Diese Ansprache bewegte nicht nur Richter von Danwitz. Schon bald titelten die größten Medien weltweit

„Das Rad wurde neu erfunden.“

Und Raskolnikow wurde zu einem gefeierten Held für Hamsterrechtsverletzungen. Niemand wusste von seiner stillen Beteiligung an der Wheel AG. So verdiente sich der graue Hamster eine goldene Nase an den gestiegenen Absatzzahlen für Hamsterräder.
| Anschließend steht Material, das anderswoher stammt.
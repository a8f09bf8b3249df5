//! Progress reporting for review runs

use autofix_application::ports::progress::ProgressNotifier;
use autofix_domain::{BackendId, Commit, Fix, WorkflowState};
use colored::Colorize;
use indicatif::{MultiProgress, ProgressBar, ProgressStyle};
use std::sync::{Mutex, MutexGuard};
use std::time::Duration;

/// Reports progress with indicatif bars
pub struct ProgressReporter {
    multi: MultiProgress,
    dispatch_bar: Mutex<Option<ProgressBar>>,
    state_spinner: Mutex<Option<ProgressBar>>,
}

impl ProgressReporter {
    pub fn new() -> Self {
        Self {
            multi: MultiProgress::new(),
            dispatch_bar: Mutex::new(None),
            state_spinner: Mutex::new(None),
        }
    }

    fn dispatch_style() -> ProgressStyle {
        ProgressStyle::default_bar()
            .template("{spinner:.green} {prefix:.bold.cyan} [{bar:40.cyan/blue}] {pos}/{len} {msg}")
            .unwrap_or_else(|_| ProgressStyle::default_bar())
            .progress_chars("=>-")
    }

    fn spinner_style() -> ProgressStyle {
        ProgressStyle::default_spinner()
            .template("{spinner:.green} {prefix:.bold} {msg}")
            .unwrap_or_else(|_| ProgressStyle::default_spinner())
    }

    fn lock(slot: &Mutex<Option<ProgressBar>>) -> MutexGuard<'_, Option<ProgressBar>> {
        slot.lock().unwrap_or_else(|poisoned| poisoned.into_inner())
    }

    fn finish_spinner(&self) {
        if let Some(spinner) = Self::lock(&self.state_spinner).take() {
            spinner.finish_and_clear();
        }
    }
}

impl Default for ProgressReporter {
    fn default() -> Self {
        Self::new()
    }
}

impl ProgressNotifier for ProgressReporter {
    fn on_state_enter(&self, state: WorkflowState) {
        self.finish_spinner();
        // Dispatch gets its own bar
        if matches!(state, WorkflowState::Dispatch | WorkflowState::Terminal) {
            return;
        }

        let spinner = self.multi.add(ProgressBar::new_spinner());
        spinner.set_style(Self::spinner_style());
        spinner.set_prefix(state.display_name().to_string());
        spinner.enable_steady_tick(Duration::from_millis(120));
        *Self::lock(&self.state_spinner) = Some(spinner);
    }

    fn on_dispatch_start(&self, round: u32, backends: &[BackendId], files: usize) {
        let pb = self.multi.add(ProgressBar::new(backends.len() as u64));
        pb.set_style(Self::dispatch_style());
        pb.set_prefix(format!("Round {}", round));
        pb.set_message(format!("{} file(s)", files));
        *Self::lock(&self.dispatch_bar) = Some(pb);
    }

    fn on_backend_complete(&self, backend: &BackendId, issues: usize, success: bool) {
        if let Some(pb) = Self::lock(&self.dispatch_bar).as_ref() {
            let status = if success {
                format!("{} {} ({} issues)", "v".green(), backend, issues)
            } else {
                format!("{} {}", "x".red(), backend)
            };
            pb.set_message(status);
            pb.inc(1);
        }
    }

    fn on_dispatch_complete(&self) {
        if let Some(pb) = Self::lock(&self.dispatch_bar).take() {
            pb.finish_with_message(format!("{}", "dispatch complete".green()));
        }
    }

    fn on_fix_applied(&self, commit: &Commit) {
        let _ = self.multi.println(format!(
            "  {} {} {}",
            "+".green(),
            commit.short_hash.yellow(),
            commit.message
        ));
    }

    fn on_fix_skipped(&self, fix: &Fix, reason: &str) {
        let _ = self.multi.println(format!(
            "  {} {}:{} {}",
            "-".red(),
            fix.file,
            fix.line,
            reason.dimmed()
        ));
    }
}

/// Simple text-based progress (no fancy UI)
pub struct SimpleProgress;

impl ProgressNotifier for SimpleProgress {
    fn on_state_enter(&self, state: WorkflowState) {
        if state != WorkflowState::Terminal {
            println!("{} {}", "->".cyan(), state.display_name().bold());
        }
    }

    fn on_dispatch_start(&self, round: u32, backends: &[BackendId], files: usize) {
        println!(
            "  round {}: {} backend(s), {} file(s)",
            round,
            backends.len(),
            files
        );
    }

    fn on_backend_complete(&self, backend: &BackendId, issues: usize, success: bool) {
        if success {
            println!("  {} {} ({} issues)", "v".green(), backend, issues);
        } else {
            println!("  {} {} (failed)", "x".red(), backend);
        }
    }

    fn on_fix_applied(&self, commit: &Commit) {
        println!("  {} {} {}", "+".green(), commit.short_hash, commit.message);
    }

    fn on_fix_skipped(&self, fix: &Fix, reason: &str) {
        println!("  {} {}:{} {}", "-".red(), fix.file, fix.line, reason);
    }
}
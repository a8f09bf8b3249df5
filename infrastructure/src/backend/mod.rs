//! Analysis backend adapters

mod llm_backend;

pub use llm_backend::LlmAnalysisBackend;
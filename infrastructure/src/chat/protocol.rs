//! Chat-completions wire types

use serde::{Deserialize, Serialize};

#[derive(Debug, Clone, PartialEq, Eq, Serialize, Deserialize)]
pub struct ChatMessage {
    pub role: String,
    pub content: String,
}

impl ChatMessage {
    pub fn system(content: impl Into<String>) -> Self {
        Self {
            role: "system".to_string(),
            content: content.into(),
        }
    }

    pub fn user(content: impl Into<String>) -> Self {
        Self {
            role: "user".to_string(),
            content: content.into(),
        }
    }

    pub fn assistant(content: impl Into<String>) -> Self {
        Self {
            role: "assistant".to_string(),
            content: content.into(),
        }
    }
}

#[derive(Debug, Serialize)]
pub struct ChatRequest<'a> {
    pub model: &'a str,
    pub messages: &'a [ChatMessage],
    pub max_tokens: u32,
    pub temperature: f32,
}

#[derive(Debug, Deserialize)]
pub struct ChatResponse {
    #[serde(default)]
    pub choices: Vec<Choice>,
}

#[derive(Debug, Deserialize)]
pub struct Choice {
    pub message: ChoiceMessage,
}

#[derive(Debug, Deserialize)]
pub struct ChoiceMessage {
    /// Null when the provider refused or filtered the reply
    #[serde(default)]
    pub content: Option<String>,
}

impl ChatResponse {
    /// Text of the first choice, if any
    pub fn into_text(self) -> Option<String> {
        self.choices
            .into_iter()
            .next()
            .and_then(|c| c.message.content)
            .filter(|text| !text.trim().is_empty())
    }
}

/// Error envelope some providers return (sometimes with a 200 status)
#[derive(Debug, Deserialize)]
pub struct ErrorEnvelope {
    pub error: ErrorBody,
}

#[derive(Debug, Deserialize)]
pub struct ErrorBody {
    pub message: String,
    #[serde(default)]
    pub code: Option<serde_json::Value>,
}

/// Join a base URL and the completions path without doubling slashes
pub fn completions_url(base_url: &str) -> String {
    format!("{}/chat/completions", base_url.trim_end_matches('/'))
}
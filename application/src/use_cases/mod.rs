//! Use cases
//!
//! Application-level operations that orchestrate domain logic.

pub mod adjudicate;
pub mod apply_patches;
pub mod dispatch;
pub mod run_workflow;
Fortan wurden sie als Dekoobjekt auch in Haushalten ohne Haustier zur Mode. Es war aus Raskolnikows Sicht nichts verwerflich daran, Geld mit etwas zu verdienen, von dem er überzeugt war, dass es die Welt besser machte. In Straßburg selbst wurde ab dem Richterspruch für 2027 die feste Installation eines Hamsterrads in Größe eines Hauses geplant. Das neu gewonnene Freiheitssymbol erfreute sich als Touristenmagnet direkt nach seiner Fertigstellung größerer Beliebtheit als die von den Franzosen an New York gestiftete Freiheitsstatue.